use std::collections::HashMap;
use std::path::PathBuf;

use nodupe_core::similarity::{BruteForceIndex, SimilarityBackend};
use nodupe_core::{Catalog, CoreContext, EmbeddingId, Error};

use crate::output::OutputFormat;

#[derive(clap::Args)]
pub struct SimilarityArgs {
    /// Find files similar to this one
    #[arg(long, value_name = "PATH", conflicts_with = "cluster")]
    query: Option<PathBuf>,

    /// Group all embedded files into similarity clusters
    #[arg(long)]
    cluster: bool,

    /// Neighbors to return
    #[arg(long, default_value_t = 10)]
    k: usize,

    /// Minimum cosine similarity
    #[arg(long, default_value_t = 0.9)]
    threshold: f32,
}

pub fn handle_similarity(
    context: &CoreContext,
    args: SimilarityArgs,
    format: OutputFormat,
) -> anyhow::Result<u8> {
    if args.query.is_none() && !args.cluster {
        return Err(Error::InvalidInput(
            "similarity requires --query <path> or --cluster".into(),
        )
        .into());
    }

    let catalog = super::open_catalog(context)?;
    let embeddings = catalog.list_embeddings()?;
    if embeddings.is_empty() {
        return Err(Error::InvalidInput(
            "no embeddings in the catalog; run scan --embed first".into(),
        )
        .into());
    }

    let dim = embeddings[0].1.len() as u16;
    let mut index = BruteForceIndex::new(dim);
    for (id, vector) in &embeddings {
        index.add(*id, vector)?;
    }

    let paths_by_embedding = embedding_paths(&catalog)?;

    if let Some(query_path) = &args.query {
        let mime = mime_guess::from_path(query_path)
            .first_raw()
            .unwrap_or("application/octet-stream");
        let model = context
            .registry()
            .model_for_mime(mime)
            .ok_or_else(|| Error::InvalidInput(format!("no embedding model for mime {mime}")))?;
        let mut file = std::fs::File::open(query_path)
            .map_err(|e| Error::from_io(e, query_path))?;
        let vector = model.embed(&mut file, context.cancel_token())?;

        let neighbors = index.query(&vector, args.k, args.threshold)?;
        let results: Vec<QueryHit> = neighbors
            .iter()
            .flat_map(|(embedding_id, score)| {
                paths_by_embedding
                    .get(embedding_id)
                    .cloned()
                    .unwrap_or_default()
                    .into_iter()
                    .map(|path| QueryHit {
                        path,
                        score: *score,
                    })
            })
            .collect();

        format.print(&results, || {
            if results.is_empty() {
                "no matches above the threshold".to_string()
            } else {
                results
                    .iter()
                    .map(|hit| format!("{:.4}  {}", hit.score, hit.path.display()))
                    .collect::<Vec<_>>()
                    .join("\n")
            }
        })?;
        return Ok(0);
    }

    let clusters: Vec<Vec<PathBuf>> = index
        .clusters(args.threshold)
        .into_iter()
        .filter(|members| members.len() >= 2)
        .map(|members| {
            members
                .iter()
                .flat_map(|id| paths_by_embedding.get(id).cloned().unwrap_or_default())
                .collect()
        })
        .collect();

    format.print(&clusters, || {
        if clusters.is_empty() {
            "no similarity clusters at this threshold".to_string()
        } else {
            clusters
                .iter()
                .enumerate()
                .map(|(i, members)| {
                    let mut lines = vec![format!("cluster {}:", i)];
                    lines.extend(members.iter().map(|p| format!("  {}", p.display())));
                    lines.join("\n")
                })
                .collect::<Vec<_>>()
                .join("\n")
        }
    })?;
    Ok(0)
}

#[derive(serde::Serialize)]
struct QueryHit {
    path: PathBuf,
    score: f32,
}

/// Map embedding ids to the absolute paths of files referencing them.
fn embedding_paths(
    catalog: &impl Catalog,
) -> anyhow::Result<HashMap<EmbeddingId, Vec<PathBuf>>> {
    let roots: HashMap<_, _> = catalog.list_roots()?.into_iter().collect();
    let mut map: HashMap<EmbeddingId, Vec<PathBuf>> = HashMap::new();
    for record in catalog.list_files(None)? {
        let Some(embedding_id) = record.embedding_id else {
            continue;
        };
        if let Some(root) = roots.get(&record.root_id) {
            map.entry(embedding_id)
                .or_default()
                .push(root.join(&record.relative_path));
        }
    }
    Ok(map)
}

==

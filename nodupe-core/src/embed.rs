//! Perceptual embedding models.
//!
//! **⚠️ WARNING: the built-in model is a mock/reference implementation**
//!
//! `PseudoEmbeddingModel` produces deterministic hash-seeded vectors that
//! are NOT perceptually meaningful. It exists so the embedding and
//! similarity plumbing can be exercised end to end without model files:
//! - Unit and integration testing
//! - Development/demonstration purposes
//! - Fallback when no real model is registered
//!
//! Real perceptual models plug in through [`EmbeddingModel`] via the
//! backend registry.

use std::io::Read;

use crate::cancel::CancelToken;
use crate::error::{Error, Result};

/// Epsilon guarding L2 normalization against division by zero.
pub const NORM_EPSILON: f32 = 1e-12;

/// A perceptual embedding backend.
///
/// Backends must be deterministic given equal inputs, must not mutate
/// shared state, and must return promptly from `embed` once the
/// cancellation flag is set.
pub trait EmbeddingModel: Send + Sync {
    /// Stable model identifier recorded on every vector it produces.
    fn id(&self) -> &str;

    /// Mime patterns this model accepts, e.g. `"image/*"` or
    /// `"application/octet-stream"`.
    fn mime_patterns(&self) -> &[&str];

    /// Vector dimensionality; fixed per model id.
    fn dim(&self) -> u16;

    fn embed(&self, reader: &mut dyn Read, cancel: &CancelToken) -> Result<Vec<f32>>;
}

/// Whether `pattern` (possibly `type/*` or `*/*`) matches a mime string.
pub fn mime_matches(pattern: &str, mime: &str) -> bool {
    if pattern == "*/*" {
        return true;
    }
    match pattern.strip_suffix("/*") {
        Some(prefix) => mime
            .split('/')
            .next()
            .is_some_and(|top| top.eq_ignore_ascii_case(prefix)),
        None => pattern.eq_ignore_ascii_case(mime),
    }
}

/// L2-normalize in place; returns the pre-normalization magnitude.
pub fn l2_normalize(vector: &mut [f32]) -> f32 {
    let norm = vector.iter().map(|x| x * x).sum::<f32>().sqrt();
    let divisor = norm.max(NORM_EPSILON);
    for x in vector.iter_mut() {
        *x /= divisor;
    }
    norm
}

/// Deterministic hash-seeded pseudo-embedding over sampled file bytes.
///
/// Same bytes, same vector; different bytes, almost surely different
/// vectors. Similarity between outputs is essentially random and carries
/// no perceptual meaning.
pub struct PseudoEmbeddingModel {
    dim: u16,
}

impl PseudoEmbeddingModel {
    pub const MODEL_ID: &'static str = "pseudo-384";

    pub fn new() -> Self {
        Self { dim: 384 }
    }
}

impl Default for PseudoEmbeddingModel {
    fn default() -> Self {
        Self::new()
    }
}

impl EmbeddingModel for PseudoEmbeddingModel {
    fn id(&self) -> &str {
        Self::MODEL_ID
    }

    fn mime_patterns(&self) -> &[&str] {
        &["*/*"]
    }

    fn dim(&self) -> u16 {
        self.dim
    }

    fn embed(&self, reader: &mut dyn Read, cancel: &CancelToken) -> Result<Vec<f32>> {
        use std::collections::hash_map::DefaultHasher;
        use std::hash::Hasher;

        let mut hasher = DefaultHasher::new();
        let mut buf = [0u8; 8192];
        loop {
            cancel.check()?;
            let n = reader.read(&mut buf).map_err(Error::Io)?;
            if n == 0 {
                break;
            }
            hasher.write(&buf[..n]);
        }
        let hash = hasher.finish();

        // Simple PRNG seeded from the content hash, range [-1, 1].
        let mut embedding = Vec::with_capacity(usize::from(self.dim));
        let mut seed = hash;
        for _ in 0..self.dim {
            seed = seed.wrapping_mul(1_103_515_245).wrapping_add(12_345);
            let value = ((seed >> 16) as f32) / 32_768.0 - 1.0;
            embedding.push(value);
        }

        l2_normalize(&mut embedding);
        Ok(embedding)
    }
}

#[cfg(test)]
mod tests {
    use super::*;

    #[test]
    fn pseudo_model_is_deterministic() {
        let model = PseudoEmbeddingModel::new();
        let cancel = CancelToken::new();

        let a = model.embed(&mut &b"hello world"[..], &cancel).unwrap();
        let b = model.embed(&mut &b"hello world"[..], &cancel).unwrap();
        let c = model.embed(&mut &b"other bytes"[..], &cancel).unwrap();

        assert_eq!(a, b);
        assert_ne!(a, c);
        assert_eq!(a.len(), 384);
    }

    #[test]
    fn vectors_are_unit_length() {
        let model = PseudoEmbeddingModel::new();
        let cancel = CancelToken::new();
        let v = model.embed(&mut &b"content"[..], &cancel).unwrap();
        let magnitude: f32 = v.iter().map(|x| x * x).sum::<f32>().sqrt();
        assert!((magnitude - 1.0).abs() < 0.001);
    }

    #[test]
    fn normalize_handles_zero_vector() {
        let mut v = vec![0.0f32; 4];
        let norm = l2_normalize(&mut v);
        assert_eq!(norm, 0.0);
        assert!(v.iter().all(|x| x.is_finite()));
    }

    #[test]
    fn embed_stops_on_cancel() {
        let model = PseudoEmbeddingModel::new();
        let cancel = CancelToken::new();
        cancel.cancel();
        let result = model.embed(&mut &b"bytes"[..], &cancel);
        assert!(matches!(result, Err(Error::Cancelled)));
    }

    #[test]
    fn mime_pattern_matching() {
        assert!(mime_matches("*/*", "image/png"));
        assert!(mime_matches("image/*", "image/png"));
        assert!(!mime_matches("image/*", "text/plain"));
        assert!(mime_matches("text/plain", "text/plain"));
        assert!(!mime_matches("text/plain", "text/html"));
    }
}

**Exercise brief**.
Only the lines above from the line with "use std::collections::HashMap;" to the line with "let vector = model.embed(&mut", those two lines included, should be reproduced exactly.

**Written solution**.
use std::collections::HashMap;
use std::path::PathBuf;

use nodupe_core::similarity::{BruteForceIndex, SimilarityBackend};
use nodupe_core::{Catalog, CoreContext, EmbeddingId, Error};

use crate::output::OutputFormat;

#[derive(clap::Args)]
pub struct SimilarityArgs {
    /// Find files similar to this one
    #[arg(long, value_name = "PATH", conflicts_with = "cluster")]
    query: Option<PathBuf>,

    /// Group all embedded files into similarity clusters
    #[arg(long)]
    cluster: bool,

    /// Neighbors to return
    #[arg(long, default_value_t = 10)]
    k: usize,

    /// Minimum cosine similarity
    #[arg(long, default_value_t = 0.9)]
    threshold: f32,
}

pub fn handle_similarity(
    context: &CoreContext,
    args: SimilarityArgs,
    format: OutputFormat,
) -> anyhow::Result<u8> {
    if args.query.is_none() && !args.cluster {
        return Err(Error::InvalidInput(
            "similarity requires --query <path> or --cluster".into(),
        )
        .into());
    }

    let catalog = super::open_catalog(context)?;
    let embeddings = catalog.list_embeddings()?;
    if embeddings.is_empty() {
        return Err(Error::InvalidInput(
            "no embeddings in the catalog; run scan --embed first".into(),
        )
        .into());
    }

    let dim = embeddings[0].1.len() as u16;
    let mut index = BruteForceIndex::new(dim);
    for (id, vector) in &embeddings {
        index.add(*id, vector)?;
    }

    let paths_by_embedding = embedding_paths(&catalog)?;

    if let Some(query_path) = &args.query {
        let mime = mime_guess::from_path(query_path)
            .first_raw()
            .unwrap_or("application/octet-stream");
        let model = context
            .registry()
            .model_for_mime(mime)
            .ok_or_else(|| Error::InvalidInput(format!("no embedding model for mime {mime}")))?;
        let mut file = std::fs::File::open(query_path)
            .map_err(|e| Error::from_io(e, query_path))?;
        let vector = model.embed(&mut file, context.cancel_token())?;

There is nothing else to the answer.